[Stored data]
=== Section Start ===

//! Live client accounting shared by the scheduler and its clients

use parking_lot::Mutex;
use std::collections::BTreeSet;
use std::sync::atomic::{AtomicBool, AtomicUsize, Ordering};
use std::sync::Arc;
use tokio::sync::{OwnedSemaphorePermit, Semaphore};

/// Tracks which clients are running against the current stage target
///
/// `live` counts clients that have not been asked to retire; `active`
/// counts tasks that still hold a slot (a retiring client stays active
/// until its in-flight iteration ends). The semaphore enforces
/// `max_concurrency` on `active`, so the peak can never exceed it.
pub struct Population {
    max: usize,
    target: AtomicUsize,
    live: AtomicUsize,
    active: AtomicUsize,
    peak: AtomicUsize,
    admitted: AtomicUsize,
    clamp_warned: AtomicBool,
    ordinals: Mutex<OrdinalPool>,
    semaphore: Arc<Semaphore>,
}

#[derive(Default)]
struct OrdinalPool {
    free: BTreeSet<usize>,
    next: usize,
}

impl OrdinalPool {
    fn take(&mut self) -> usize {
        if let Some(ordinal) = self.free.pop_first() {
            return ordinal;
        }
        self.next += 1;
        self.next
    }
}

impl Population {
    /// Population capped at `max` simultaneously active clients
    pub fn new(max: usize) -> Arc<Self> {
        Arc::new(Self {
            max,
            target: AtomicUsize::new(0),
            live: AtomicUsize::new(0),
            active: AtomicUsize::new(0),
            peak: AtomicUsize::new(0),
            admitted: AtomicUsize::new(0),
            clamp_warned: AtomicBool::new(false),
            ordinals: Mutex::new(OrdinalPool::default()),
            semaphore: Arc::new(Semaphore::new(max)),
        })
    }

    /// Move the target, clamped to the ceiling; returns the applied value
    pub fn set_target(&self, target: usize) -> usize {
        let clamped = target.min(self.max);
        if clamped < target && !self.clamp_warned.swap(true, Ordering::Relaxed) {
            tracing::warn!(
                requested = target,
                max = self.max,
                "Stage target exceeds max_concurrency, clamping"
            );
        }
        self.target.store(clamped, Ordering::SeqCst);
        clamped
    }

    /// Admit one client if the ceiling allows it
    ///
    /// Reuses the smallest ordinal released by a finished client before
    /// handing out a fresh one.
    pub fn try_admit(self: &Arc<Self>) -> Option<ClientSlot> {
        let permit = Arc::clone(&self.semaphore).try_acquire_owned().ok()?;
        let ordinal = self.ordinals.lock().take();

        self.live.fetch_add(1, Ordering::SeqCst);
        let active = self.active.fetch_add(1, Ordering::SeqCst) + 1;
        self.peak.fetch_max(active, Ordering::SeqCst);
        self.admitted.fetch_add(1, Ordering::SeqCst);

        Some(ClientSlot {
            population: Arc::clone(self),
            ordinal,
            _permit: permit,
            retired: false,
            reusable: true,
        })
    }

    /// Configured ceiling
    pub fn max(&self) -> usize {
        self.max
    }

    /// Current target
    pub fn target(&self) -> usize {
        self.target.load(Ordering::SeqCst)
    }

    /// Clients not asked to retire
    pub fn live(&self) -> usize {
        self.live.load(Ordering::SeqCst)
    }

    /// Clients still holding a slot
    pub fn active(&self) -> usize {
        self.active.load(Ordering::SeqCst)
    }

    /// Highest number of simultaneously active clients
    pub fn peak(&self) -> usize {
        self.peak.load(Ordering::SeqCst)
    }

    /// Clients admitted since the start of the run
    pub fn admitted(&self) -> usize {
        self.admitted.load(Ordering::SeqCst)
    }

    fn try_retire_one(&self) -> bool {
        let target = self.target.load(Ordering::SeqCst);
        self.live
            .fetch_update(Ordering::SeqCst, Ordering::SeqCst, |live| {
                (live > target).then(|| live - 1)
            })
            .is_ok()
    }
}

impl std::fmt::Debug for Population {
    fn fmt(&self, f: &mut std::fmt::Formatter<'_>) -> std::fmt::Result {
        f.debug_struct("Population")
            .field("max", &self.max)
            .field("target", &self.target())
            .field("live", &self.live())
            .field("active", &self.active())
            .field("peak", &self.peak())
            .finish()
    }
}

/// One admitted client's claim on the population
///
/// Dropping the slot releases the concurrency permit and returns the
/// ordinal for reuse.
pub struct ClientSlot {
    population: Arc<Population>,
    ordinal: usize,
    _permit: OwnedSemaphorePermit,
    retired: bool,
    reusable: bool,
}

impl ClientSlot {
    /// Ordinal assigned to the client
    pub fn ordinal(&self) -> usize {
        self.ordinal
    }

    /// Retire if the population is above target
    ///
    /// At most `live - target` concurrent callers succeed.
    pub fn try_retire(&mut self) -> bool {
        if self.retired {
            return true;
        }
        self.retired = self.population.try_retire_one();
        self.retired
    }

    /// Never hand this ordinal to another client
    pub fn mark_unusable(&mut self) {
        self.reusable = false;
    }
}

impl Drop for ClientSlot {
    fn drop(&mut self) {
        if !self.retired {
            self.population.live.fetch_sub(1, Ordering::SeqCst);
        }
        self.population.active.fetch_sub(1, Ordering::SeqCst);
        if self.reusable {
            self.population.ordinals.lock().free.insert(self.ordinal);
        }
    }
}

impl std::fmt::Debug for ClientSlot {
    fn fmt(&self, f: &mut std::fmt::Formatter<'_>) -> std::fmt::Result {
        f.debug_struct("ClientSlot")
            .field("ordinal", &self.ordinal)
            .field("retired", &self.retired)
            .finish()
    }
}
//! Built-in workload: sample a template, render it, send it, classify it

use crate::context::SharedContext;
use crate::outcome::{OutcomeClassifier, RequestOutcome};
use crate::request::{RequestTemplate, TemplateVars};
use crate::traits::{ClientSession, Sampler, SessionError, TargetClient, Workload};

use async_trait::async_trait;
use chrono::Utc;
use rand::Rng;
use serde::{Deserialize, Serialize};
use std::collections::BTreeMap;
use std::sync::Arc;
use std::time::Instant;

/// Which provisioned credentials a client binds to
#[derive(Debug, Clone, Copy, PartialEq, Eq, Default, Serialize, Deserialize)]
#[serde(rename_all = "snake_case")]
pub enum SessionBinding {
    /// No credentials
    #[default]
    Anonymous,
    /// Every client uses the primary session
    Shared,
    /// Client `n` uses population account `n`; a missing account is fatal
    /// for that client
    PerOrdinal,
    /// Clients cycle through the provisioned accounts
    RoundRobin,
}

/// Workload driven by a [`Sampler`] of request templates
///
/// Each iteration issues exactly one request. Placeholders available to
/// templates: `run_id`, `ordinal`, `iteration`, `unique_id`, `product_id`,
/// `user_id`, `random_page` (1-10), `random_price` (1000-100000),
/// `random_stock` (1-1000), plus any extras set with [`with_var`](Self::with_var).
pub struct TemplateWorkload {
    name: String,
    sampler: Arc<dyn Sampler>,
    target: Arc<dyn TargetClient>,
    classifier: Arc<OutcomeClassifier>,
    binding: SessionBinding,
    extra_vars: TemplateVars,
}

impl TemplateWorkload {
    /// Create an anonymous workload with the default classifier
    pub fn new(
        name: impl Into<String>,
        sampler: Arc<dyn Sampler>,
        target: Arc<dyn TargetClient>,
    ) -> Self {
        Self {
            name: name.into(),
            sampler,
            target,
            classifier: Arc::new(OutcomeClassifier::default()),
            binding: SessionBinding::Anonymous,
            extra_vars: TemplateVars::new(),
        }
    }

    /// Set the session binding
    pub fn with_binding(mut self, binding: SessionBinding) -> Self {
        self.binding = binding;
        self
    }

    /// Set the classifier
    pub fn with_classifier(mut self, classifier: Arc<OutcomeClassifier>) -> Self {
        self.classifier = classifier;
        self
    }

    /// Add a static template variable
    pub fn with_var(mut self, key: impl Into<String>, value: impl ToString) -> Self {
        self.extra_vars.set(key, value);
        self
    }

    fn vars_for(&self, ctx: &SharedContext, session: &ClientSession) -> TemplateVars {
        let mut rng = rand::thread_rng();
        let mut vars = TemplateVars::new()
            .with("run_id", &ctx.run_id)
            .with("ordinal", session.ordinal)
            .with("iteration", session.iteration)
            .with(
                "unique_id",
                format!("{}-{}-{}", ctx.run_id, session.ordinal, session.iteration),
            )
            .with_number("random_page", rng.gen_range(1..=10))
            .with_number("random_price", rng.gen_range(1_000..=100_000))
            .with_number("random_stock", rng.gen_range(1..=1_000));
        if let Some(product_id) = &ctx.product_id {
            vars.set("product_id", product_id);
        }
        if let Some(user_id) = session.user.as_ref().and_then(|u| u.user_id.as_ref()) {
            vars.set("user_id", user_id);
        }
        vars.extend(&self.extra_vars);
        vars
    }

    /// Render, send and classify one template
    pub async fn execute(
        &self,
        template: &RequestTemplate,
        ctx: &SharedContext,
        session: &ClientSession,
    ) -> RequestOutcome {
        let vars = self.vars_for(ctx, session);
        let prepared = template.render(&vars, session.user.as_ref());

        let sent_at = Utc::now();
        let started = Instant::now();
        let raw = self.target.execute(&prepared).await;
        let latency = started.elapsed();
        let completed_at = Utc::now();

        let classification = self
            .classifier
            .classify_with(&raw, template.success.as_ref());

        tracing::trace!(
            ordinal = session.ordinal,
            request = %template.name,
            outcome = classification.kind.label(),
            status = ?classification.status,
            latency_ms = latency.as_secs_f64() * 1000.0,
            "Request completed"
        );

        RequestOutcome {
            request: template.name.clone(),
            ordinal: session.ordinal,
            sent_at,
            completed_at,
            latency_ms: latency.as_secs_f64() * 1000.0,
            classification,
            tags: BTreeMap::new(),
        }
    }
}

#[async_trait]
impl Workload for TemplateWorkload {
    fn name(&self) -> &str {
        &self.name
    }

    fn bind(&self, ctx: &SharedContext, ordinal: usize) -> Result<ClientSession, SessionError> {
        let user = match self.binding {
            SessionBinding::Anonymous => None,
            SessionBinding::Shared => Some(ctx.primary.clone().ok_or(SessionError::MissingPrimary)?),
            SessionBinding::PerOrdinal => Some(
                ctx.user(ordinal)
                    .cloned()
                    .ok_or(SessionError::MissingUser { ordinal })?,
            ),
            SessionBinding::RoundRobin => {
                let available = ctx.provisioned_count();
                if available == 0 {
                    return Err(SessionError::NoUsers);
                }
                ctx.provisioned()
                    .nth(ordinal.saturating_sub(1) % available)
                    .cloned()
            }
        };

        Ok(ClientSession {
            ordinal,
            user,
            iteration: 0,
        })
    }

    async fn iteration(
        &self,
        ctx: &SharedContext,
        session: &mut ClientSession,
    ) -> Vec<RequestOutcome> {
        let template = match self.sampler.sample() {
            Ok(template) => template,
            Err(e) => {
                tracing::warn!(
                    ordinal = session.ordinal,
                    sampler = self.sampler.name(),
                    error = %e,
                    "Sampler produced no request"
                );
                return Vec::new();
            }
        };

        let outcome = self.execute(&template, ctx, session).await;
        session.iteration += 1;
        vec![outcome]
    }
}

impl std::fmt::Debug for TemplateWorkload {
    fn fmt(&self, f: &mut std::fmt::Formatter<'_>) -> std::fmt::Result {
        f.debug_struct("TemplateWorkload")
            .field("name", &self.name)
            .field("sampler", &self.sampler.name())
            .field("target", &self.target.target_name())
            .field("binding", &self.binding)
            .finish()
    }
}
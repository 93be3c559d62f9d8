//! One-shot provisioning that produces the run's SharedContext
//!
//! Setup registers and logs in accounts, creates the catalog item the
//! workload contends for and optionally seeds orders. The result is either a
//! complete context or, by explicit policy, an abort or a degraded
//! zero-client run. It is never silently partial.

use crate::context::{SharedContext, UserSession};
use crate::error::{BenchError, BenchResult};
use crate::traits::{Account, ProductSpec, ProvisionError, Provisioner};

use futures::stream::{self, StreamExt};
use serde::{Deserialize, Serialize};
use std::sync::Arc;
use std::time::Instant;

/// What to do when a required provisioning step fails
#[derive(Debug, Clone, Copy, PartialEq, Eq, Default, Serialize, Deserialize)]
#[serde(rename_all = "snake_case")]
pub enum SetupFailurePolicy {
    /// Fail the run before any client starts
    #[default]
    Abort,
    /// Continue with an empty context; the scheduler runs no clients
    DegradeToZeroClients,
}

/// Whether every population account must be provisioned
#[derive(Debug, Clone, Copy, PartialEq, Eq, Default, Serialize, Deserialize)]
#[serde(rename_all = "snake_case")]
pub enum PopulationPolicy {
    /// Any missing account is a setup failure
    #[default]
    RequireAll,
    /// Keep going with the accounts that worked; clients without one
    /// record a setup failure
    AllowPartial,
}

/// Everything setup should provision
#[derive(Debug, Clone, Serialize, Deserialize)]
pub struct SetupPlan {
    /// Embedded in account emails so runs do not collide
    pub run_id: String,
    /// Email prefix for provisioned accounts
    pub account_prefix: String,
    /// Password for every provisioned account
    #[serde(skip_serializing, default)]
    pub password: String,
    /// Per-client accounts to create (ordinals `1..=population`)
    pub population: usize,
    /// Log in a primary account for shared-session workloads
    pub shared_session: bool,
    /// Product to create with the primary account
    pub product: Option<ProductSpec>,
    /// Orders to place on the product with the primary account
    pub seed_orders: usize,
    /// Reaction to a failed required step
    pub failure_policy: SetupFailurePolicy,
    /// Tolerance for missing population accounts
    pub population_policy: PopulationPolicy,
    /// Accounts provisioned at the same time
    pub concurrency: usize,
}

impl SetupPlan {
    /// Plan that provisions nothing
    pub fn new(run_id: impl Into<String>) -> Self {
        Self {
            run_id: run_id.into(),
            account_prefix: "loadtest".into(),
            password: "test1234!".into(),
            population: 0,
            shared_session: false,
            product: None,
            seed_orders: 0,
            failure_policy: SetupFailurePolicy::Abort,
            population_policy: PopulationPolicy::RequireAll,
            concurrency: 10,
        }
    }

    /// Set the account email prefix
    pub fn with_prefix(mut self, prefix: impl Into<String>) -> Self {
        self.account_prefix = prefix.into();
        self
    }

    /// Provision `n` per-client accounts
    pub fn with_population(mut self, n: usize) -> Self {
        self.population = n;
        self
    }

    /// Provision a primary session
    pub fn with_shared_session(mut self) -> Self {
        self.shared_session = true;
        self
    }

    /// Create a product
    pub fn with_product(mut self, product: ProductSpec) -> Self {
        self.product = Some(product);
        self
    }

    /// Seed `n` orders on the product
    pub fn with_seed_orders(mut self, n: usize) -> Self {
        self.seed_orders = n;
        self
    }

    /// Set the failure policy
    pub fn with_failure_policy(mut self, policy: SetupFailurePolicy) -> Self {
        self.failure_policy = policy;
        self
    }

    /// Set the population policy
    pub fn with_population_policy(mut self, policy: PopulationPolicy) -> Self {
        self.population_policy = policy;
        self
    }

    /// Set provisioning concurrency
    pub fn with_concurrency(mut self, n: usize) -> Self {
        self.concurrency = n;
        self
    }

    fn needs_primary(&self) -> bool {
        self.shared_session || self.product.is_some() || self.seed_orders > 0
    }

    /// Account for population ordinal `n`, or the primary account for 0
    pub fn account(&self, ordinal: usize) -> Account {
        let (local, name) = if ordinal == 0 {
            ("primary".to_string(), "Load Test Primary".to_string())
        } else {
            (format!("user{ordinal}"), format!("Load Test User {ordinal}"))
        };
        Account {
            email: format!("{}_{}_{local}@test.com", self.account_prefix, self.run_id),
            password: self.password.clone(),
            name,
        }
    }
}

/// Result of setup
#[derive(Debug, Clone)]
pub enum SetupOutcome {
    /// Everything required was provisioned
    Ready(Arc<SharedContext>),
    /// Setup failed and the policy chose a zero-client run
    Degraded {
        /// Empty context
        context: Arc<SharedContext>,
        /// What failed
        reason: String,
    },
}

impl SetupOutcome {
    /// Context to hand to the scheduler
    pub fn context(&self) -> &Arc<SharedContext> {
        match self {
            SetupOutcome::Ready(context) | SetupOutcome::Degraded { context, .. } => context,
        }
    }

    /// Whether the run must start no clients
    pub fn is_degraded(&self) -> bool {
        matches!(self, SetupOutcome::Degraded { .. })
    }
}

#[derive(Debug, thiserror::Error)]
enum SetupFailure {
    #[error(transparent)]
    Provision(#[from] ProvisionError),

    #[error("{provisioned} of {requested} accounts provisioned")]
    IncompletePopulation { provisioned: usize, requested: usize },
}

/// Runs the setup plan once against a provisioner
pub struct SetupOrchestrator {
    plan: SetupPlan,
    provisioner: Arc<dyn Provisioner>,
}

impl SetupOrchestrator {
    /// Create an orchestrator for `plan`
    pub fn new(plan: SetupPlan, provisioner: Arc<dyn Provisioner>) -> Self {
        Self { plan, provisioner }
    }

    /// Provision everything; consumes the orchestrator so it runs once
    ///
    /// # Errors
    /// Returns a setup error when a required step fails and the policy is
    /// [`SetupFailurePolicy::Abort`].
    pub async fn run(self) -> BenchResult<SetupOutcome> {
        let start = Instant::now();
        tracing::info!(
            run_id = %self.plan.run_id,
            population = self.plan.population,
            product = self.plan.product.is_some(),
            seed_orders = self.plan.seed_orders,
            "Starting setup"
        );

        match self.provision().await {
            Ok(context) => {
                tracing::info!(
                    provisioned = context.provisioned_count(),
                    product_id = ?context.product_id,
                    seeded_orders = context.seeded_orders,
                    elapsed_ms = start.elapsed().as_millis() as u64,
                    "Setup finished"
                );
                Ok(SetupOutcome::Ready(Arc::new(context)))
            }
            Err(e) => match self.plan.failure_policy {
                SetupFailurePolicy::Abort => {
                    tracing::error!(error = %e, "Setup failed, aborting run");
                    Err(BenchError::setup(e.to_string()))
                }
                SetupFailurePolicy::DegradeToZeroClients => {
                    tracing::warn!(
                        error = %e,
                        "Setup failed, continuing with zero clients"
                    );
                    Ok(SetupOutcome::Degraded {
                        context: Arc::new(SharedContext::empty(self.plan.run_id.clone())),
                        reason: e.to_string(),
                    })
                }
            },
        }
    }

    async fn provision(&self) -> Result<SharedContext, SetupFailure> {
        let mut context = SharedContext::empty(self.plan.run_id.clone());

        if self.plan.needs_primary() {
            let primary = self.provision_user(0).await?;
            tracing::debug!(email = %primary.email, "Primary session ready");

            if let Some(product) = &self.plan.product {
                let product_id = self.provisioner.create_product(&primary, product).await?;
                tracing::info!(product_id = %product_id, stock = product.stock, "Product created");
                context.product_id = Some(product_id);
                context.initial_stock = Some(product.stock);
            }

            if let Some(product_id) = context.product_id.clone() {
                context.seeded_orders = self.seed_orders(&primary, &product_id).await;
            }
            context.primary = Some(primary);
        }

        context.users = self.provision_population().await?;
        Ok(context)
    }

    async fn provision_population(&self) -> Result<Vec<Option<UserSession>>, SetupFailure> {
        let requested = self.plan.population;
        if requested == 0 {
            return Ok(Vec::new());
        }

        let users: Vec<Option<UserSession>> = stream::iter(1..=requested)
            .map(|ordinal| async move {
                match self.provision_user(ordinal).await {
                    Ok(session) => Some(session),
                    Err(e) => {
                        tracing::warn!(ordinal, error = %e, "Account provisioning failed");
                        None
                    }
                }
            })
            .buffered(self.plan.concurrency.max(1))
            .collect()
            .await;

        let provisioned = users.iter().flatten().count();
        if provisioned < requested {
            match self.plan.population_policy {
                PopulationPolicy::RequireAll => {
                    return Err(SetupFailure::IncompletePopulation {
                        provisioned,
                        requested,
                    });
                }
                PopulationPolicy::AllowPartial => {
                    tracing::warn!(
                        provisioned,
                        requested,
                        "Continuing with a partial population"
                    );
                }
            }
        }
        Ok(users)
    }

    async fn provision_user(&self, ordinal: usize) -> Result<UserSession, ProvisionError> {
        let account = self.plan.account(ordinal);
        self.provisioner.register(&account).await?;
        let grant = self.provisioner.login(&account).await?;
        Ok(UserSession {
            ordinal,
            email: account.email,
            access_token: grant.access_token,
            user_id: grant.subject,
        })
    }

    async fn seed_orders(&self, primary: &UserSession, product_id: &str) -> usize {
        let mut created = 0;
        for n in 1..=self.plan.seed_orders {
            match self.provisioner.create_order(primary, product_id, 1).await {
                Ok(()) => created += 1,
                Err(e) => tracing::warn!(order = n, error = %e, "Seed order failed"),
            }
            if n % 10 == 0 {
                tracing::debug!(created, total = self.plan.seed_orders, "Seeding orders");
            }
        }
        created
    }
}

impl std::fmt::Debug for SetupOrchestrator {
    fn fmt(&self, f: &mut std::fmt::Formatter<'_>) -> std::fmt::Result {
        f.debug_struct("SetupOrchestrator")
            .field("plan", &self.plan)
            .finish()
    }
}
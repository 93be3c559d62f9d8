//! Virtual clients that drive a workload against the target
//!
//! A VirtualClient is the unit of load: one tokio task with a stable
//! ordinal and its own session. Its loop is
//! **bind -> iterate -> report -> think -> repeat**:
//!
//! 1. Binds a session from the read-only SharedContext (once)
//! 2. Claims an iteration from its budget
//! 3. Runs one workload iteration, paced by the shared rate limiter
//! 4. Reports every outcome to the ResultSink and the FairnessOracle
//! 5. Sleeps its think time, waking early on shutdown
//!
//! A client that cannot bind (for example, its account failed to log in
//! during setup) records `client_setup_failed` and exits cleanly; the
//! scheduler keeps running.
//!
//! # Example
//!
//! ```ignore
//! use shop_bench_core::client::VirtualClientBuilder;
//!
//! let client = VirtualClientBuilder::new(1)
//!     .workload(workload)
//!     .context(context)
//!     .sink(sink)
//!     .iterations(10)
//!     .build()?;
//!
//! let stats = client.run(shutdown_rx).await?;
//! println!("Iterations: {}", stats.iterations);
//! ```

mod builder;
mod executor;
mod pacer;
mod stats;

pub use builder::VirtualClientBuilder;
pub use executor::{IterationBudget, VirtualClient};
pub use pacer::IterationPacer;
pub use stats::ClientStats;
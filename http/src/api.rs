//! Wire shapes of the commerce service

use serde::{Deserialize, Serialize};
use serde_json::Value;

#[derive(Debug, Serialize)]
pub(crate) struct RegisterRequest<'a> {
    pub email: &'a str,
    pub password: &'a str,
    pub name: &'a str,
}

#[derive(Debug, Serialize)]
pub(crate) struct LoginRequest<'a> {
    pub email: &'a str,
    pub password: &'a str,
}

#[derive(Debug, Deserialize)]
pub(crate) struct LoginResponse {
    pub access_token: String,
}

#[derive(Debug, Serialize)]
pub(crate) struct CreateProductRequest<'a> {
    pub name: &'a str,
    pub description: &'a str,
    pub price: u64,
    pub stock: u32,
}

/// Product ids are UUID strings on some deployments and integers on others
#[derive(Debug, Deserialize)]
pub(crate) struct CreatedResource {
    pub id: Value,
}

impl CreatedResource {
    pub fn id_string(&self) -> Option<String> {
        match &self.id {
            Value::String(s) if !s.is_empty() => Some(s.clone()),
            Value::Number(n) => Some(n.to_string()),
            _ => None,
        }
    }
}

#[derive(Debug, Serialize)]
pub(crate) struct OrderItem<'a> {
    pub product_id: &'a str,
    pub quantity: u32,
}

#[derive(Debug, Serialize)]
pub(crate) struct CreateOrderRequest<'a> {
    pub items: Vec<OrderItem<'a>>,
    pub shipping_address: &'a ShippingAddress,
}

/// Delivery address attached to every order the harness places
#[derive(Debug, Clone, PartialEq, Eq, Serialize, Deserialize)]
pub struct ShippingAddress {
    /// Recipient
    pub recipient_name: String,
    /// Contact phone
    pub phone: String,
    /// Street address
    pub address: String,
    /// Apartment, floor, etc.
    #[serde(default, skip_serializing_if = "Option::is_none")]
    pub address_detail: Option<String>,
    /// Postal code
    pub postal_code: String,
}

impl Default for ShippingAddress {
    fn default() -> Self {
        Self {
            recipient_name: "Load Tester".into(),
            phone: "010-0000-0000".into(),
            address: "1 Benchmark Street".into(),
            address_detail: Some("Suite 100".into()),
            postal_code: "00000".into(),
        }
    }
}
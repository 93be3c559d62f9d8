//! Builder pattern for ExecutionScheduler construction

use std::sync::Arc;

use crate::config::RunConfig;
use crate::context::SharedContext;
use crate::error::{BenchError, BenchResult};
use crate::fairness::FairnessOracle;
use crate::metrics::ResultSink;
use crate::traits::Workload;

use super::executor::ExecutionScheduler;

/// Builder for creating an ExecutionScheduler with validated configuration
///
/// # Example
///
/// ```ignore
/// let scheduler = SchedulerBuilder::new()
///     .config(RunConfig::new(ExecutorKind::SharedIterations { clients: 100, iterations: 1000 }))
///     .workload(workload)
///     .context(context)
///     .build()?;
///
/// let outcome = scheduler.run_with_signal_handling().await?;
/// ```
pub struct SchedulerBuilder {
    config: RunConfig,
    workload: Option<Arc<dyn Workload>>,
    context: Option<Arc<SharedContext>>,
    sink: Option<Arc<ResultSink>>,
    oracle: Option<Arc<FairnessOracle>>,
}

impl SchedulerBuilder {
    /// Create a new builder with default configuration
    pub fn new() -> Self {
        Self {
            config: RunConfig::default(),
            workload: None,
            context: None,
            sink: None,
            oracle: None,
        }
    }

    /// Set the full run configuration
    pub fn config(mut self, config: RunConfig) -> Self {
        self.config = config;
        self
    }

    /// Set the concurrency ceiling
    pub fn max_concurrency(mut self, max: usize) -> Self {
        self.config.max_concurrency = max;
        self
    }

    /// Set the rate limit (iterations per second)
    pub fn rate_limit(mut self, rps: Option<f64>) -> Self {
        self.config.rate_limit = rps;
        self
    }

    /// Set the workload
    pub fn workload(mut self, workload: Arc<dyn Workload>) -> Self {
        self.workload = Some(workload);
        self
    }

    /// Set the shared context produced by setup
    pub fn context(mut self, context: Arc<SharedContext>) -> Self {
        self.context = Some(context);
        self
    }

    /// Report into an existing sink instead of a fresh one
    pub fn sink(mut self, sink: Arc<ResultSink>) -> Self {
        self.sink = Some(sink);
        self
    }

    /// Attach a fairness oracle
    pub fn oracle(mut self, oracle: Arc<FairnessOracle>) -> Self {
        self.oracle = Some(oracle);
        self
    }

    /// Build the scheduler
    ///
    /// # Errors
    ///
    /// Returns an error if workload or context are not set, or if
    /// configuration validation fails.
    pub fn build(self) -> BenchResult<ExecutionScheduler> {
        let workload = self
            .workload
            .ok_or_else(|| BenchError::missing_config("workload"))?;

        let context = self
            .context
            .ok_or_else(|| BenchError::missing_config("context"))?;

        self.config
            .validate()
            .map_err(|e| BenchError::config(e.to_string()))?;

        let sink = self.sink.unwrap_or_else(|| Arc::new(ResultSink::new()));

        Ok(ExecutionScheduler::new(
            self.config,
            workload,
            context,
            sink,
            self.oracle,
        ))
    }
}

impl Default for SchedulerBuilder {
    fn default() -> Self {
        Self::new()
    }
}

=== Section End ===

What needs to be done: Which lines above include the word "ceiling"? Pick them out and copy them.

Answer:
    /// Move the target, clamped to the ceiling; returns the applied value
    /// Admit one client if the ceiling allows it
    /// Configured ceiling
    /// Set the concurrency ceiling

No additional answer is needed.